YOUR ASSIGNMENT: Starting at the top of the entries below, set down every line exactly, please, until you reach the line with "use tracing::info;", which is included too.

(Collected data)
********************
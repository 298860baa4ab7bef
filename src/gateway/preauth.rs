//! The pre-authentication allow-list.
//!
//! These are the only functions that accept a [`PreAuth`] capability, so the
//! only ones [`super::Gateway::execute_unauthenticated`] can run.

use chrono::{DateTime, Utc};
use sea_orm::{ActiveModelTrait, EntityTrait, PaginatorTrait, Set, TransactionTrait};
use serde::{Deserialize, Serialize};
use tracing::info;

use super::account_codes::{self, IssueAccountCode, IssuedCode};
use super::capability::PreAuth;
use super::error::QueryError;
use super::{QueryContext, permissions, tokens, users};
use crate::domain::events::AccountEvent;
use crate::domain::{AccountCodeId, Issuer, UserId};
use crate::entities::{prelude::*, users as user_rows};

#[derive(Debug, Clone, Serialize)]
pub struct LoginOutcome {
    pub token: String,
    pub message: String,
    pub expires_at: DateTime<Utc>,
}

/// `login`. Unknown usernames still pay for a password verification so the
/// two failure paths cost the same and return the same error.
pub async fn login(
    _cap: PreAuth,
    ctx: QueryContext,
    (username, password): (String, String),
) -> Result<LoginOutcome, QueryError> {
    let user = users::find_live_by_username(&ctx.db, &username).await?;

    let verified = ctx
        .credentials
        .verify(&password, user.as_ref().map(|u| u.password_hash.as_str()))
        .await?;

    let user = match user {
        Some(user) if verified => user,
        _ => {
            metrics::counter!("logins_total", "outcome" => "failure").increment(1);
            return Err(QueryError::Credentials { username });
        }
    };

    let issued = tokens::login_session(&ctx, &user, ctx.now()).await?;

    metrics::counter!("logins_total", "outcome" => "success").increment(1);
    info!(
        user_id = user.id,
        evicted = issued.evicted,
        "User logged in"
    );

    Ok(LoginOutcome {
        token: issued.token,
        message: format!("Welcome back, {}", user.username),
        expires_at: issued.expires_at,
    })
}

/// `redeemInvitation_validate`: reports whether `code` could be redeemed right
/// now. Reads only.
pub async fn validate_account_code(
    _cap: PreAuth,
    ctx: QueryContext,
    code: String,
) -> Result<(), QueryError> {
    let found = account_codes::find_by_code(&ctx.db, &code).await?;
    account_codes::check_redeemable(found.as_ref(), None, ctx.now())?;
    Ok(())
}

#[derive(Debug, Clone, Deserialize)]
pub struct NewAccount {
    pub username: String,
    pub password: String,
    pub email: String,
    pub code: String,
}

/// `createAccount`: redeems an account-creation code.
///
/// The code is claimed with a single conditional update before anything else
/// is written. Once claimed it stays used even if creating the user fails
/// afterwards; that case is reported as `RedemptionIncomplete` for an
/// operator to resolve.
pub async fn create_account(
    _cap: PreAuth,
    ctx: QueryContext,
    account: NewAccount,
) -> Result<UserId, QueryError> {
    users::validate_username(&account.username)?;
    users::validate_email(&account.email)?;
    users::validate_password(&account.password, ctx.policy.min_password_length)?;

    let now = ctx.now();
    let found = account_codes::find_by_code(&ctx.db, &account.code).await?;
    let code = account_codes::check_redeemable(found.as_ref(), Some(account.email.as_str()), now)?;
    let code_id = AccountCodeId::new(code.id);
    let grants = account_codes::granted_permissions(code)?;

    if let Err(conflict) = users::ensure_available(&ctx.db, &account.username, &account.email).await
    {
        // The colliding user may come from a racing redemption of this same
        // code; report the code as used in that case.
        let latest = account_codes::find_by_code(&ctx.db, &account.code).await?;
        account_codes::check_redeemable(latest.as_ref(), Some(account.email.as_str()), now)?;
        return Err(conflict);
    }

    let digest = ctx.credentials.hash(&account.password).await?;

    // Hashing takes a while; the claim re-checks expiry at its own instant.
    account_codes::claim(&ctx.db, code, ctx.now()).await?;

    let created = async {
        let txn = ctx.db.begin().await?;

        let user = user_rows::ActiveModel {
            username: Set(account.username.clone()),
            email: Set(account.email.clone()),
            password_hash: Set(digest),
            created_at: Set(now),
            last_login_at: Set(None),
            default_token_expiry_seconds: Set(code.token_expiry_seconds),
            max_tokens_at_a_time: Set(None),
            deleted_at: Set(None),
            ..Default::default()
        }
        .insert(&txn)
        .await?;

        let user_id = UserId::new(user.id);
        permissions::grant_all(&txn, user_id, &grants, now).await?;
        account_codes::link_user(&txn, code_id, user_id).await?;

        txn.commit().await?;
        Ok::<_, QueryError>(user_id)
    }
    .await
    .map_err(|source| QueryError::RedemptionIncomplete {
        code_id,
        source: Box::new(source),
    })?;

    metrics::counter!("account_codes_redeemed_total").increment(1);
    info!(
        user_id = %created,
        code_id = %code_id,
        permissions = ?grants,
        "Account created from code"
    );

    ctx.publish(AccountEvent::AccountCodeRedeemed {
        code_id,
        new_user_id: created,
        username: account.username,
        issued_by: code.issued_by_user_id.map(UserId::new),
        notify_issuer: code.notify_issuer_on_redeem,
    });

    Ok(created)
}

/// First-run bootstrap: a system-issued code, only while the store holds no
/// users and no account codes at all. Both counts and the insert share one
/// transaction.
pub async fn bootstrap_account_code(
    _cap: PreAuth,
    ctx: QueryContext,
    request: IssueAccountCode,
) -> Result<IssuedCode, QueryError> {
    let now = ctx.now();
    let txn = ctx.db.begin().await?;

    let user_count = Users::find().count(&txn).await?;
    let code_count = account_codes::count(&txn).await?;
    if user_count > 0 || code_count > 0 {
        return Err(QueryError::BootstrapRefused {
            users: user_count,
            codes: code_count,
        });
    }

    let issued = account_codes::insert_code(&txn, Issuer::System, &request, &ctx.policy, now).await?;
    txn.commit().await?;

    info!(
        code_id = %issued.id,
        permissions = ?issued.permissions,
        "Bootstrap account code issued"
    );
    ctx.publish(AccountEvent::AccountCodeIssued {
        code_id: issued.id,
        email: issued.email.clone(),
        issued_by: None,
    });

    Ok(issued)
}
********************
RESPONSE AREA:
repository 298860baa4ab7bef
filename src/gateway/preauth.rs
//! The pre-authentication allow-list.
//!
//! These are the only functions that accept a [`PreAuth`] capability, so the
//! only ones [`super::Gateway::execute_unauthenticated`] can run.

use chrono::{DateTime, Utc};
use sea_orm::{ActiveModelTrait, EntityTrait, PaginatorTrait, Set, TransactionTrait};
use serde::{Deserialize, Serialize};
use tracing::info;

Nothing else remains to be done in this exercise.